Matter of C.L. (Edward L.) |
2023 NY Slip Op 01260 |
Decided on March 14, 2023 |
Appellate Division, First Department |
Published by New York State Law Reporting Bureau pursuant to Judiciary Law § 431. |
This opinion is uncorrected and subject to revision before publication in the Official Reports. |
Decided and Entered: March 14, 2023
Before: Kapnick, J.P., Kern, Gesmer, Singh, Moulton, JJ.
Docket No. NN-15093/18, NN-15094/18 Appeal No. 17510-17511 Case No. 2020-03968, 2020-04625
Daniel X. Robinson, New York, for appellant.
Sylvia O. Hinds-Radix, Corporation Counsel, New York (Eva L. Jerome of counsel), for respondent.
Dawne A. Mitchell, The Legal Aid Society, New York (Susan Clement of counsel), attorney for the child, Caroline L.
Daniel R. Katz, New York, attorney for the child, Jostin L.
Order of disposition, Family Court, Bronx County (Michael R. Milsap, J.), entered on or about August 26, 2020, to the extent it brings up for review a fact-finding order, same court and Judge, entered on or about March 2, 2020, which found that respondent father neglected the subject child, C.L. and derivatively neglected the subject child J.L., unanimously modified, on the law and the facts, to vacate the finding of derivative neglect, and otherwise affirmed, without costs. Appeal by subject child J.L. from the fact-finding order, unanimously dismissed, without costs, as academic.
A preponderance of the evidence supports the determination that the father neglected the subject child C.L. by inflicting excessive corporal punishment, thereby placing the child at imminent risk of physical and emotional harm (see Matter of Paige T. [Kodjo T.], 189 AD3d 563, 564 [1st Dept. 2020]). Even a single incident of excessive corporal punishment can constitute neglect (see Matter of Patrick A. St. M-H [Patrick St. M.], 172 AD3d 603, 604 [1st Dept 2019]). Family Court Act Section 1046(a)(vi) "states a broad flexible rule providing that out-of-court statements [of a child] may be corroborated by '[a]ny other evidence tending to support' their reliability. . . . Family Court Judges presented with the issue have considerable discretion to decide whether the child's out-of-court statements describing incidents of abuse or neglect have, in fact, been reliably corroborated" (Matter of Nicole V., 71 NY2d 112, 118-119 [1987]).

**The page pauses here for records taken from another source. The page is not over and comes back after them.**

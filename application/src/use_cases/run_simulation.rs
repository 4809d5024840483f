//! Run Simulation use case
//!
//! For every topology and every problem: reset the network, let every agent
//! solve, run the debate orchestrator, then grade each agent's final answer
//! against the reference.

use crate::config::DebateParams;
use crate::ports::conversation_logger::{
    ConversationEvent, ConversationLogger, NoConversationLogger,
};
use crate::ports::progress::{DebateProgressNotifier, NoProgress};
use crate::ports::reasoner::Reasoner;
use crate::use_cases::debate_pair::DebateError;
use crate::use_cases::run_debate::RunDebateUseCase;
use crate::use_cases::solve_all::SolveAllUseCase;
use agora_domain::{
    AgentVerdict, DomainError, Network, ProblemOutcome, ProblemRecord, SimulationReport,
    TopologyReport, TopologySpec,
};
use std::sync::Arc;
use thiserror::Error;
use tracing::{info, warn};

/// Errors that stop a simulation before or while it runs
#[derive(Error, Debug)]
pub enum SimulationError {
    #[error("No topologies configured")]
    NoTopologies,

    #[error("No problems to simulate")]
    NoProblems,

    #[error("Invalid debate parameters: {0}")]
    InvalidParams(String),

    #[error("Topology '{name}' is invalid: {source}")]
    InvalidTopology {
        name: String,
        #[source]
        source: DomainError,
    },

    #[error(transparent)]
    Debate(#[from] DebateError),

    #[error(transparent)]
    Domain(#[from] DomainError),
}

/// Input for the RunSimulation use case
#[derive(Debug, Clone)]
pub struct RunSimulationInput {
    pub topologies: Vec<TopologySpec>,
    pub problems: Vec<ProblemRecord>,
    pub params: DebateParams,
}

impl RunSimulationInput {
    pub fn new(topologies: Vec<TopologySpec>, problems: Vec<ProblemRecord>) -> Self {
        Self {
            topologies,
            problems,
            params: DebateParams::default(),
        }
    }

    pub fn with_params(mut self, params: DebateParams) -> Self {
        self.params = params;
        self
    }
}

/// Use case for comparing topologies over a problem set
pub struct RunSimulationUseCase<R: Reasoner + 'static> {
    reasoner: Arc<R>,
    solver: SolveAllUseCase<R>,
    debate: RunDebateUseCase<R>,
    conversation_logger: Arc<dyn ConversationLogger>,
}

impl<R: Reasoner + 'static> RunSimulationUseCase<R> {
    pub fn new(reasoner: Arc<R>) -> Self {
        Self {
            solver: SolveAllUseCase::new(Arc::clone(&reasoner)),
            debate: RunDebateUseCase::new(Arc::clone(&reasoner)),
            reasoner,
            conversation_logger: Arc::new(NoConversationLogger),
        }
    }

    pub fn with_conversation_logger(mut self, logger: Arc<dyn ConversationLogger>) -> Self {
        self.solver = self.solver.with_conversation_logger(Arc::clone(&logger));
        self.debate = self.debate.with_conversation_logger(Arc::clone(&logger));
        self.conversation_logger = logger;
        self
    }

    /// Execute the use case with default (no-op) progress
    pub async fn execute(
        &self,
        input: RunSimulationInput,
    ) -> Result<SimulationReport, SimulationError> {
        self.execute_with_progress(input, &NoProgress).await
    }

    /// Execute the use case with progress callbacks
    pub async fn execute_with_progress(
        &self,
        input: RunSimulationInput,
        progress: &dyn DebateProgressNotifier,
    ) -> Result<SimulationReport, SimulationError> {
        if input.topologies.is_empty() {
            return Err(SimulationError::NoTopologies);
        }
        if input.problems.is_empty() {
            return Err(SimulationError::NoProblems);
        }
        input
            .params
            .validate()
            .map_err(SimulationError::InvalidParams)?;

        // Build every network up front so a bad topology fails before any
        // reasoner call is made.
        let mut networks = Vec::with_capacity(input.topologies.len());
        for spec in &input.topologies {
            let network = Network::with_round_ceiling(
                spec,
                &input.params.rank_range,
                input.params.round_ceiling,
            )
            .map_err(|source| SimulationError::InvalidTopology {
                name: spec.name.clone(),
                source,
            })?;
            networks.push(network);
        }

        info!(
            "Starting simulation: {} topologies x {} problems",
            networks.len(),
            input.problems.len()
        );

        let mut report = SimulationReport::new(input.problems.len());
        for mut network in networks {
            let topology = self
                .run_topology(&mut network, &input.problems, &input.params, progress)
                .await?;
            report.topologies.push(topology);
        }

        Ok(report)
    }

    async fn run_topology(
        &self,
        network: &mut Network,
        problems: &[ProblemRecord],
        params: &DebateParams,
        progress: &dyn DebateProgressNotifier,
    ) -> Result<TopologyReport, SimulationError> {
        let mut report = TopologyReport::new(network.name(), network.len());
        info!(
            "Topology '{}': {} agents, {} edges",
            network.name(),
            network.len(),
            network.edges().len()
        );
        progress.on_topology_start(network.name(), network.len(), problems.len());

        for record in problems {
            progress.on_problem_start(record.index, problems.len());
            let outcome = self.run_problem(network, record, params, progress).await?;
            progress.on_problem_complete(&outcome);
            report.problems.push(outcome);
        }

        info!(
            "Topology '{}' finished: {}/{} correct ({:.1}%)",
            report.name,
            report.total_correct(),
            report.total_assessed(),
            report.accuracy()
        );
        progress.on_topology_complete(&report);
        Ok(report)
    }

    async fn run_problem(
        &self,
        network: &mut Network,
        record: &ProblemRecord,
        params: &DebateParams,
        progress: &dyn DebateProgressNotifier,
    ) -> Result<ProblemOutcome, SimulationError> {
        network.reset();
        self.conversation_logger.log(ConversationEvent::new(
            "problem_start",
            serde_json::json!({
                "topology": network.name(),
                "index": record.index,
                "problem": record.problem.statement(),
            }),
        ));

        if let Err(e) = self
            .solver
            .execute_with_progress(network, &record.problem, progress)
            .await
        {
            warn!(
                "Problem {} on '{}' skipped: {}",
                record.index,
                network.name(),
                e
            );
            return Ok(ProblemOutcome::failed(record.index, e.to_string()));
        }

        let debate = self
            .debate
            .execute_with_progress(network, &record.problem, params, progress)
            .await?;

        let mut verdicts = Vec::with_capacity(network.len());
        for agent in network.agents() {
            let answer = agent.current_answer().map(str::to_string);
            let correct = match &answer {
                Some(answer) => match self
                    .reasoner
                    .assess_correctness(answer, &record.reference)
                    .await
                {
                    Ok(correct) => correct,
                    Err(e) => {
                        warn!(
                            "Assessment of agent {} on problem {} failed, counting as incorrect: {}",
                            agent.id(),
                            record.index,
                            e
                        );
                        false
                    }
                },
                None => false,
            };
            verdicts.push(AgentVerdict {
                agent: agent.id(),
                rank: agent.rank().value(),
                answer,
                correct,
                rounds_used: agent.rounds_used(),
            });
        }

        self.conversation_logger.log(ConversationEvent::new(
            "problem_result",
            serde_json::json!({
                "topology": network.name(),
                "index": record.index,
                "termination": debate.termination.as_str(),
                "correct": verdicts.iter().filter(|v| v.correct).count(),
                "agents": verdicts.len(),
            }),
        ));

        Ok(ProblemOutcome::completed(record.index, debate, verdicts))
    }
}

Here, the child's out-of-court statements concerning the incident were corroborated in three respects. First, the father admitted that he caused the bruise on the child's right arm when he grabbed and held her arm tightly as he walked her home from the subway station. Second, the ACS caseworker testified that she observed that the crimson bruise approximately three inches long on the inside of the child's right arm was still visible three days after the incident, indicating the duration and force with which the father grabbed the child. Finally, the medical records entered into evidence further corroborated that the child had a visible bruise on her right arm the day after the incident that continued to cause her pain. In addition, the medical records corroborated the child's statement that the father had grabbed her by the neck so hard that she could not breathe by documenting that she exhibited pain upon inhalation the day after the incident. The records also noted that the child suffered from muscular pain, which corroborated her statement that the father had thrown her against a wall and kicked her. Moreover, while the child's statements to the police and to various hospital staff about the father's additional acts of excessive corporal punishment do not themselves constitute corroboration, Family Court was entitled to rely on the statements' consistency in determining that the child's statements were credible (see Matter of Ninoshka M. [Liz [*2]M.], 125 AD3d 567, 567-568 [1st Dept 2015]).
However, Family Court's determination that respondent derivatively neglected his son J.L. was not supported by a preponderance of the evidence. The finding was based entirely on the excessive corporal punishment of the daughter, which took place outside the home. There was no evidence that respondent's excessive corporal punishment was ever directed at the older child, who was 14 years old at the time, or that he was even aware of the abuse. Furthermore, there was no evidence that the son was at risk of becoming impaired, as he continued to reside with respondent after the petitions were filed (see Matter of Itzel A. [Jose V.], 188 AD3d 478, 479 [1st Dept 2020]). Accordingly, we vacate the finding of derivative neglect as to respondent's son.
The appellant child J.L. is not aggrieved by the finding of derivative neglect against respondent, and, to the extent that J.L. was aggrieved by ACS's three-month supervision of the father, the term has expired (see Matter of Geovany S. [Martin R.], 143 AD3d 578 [1st Dept 2016]). Furthermore, J.L. is now 19 years old, and thus the proceedings are academic as to him (id.). THIS CONSTITUTES THE DECISION AND ORDER
OF THE SUPREME COURT, APPELLATE DIVISION, FIRST DEPARTMENT.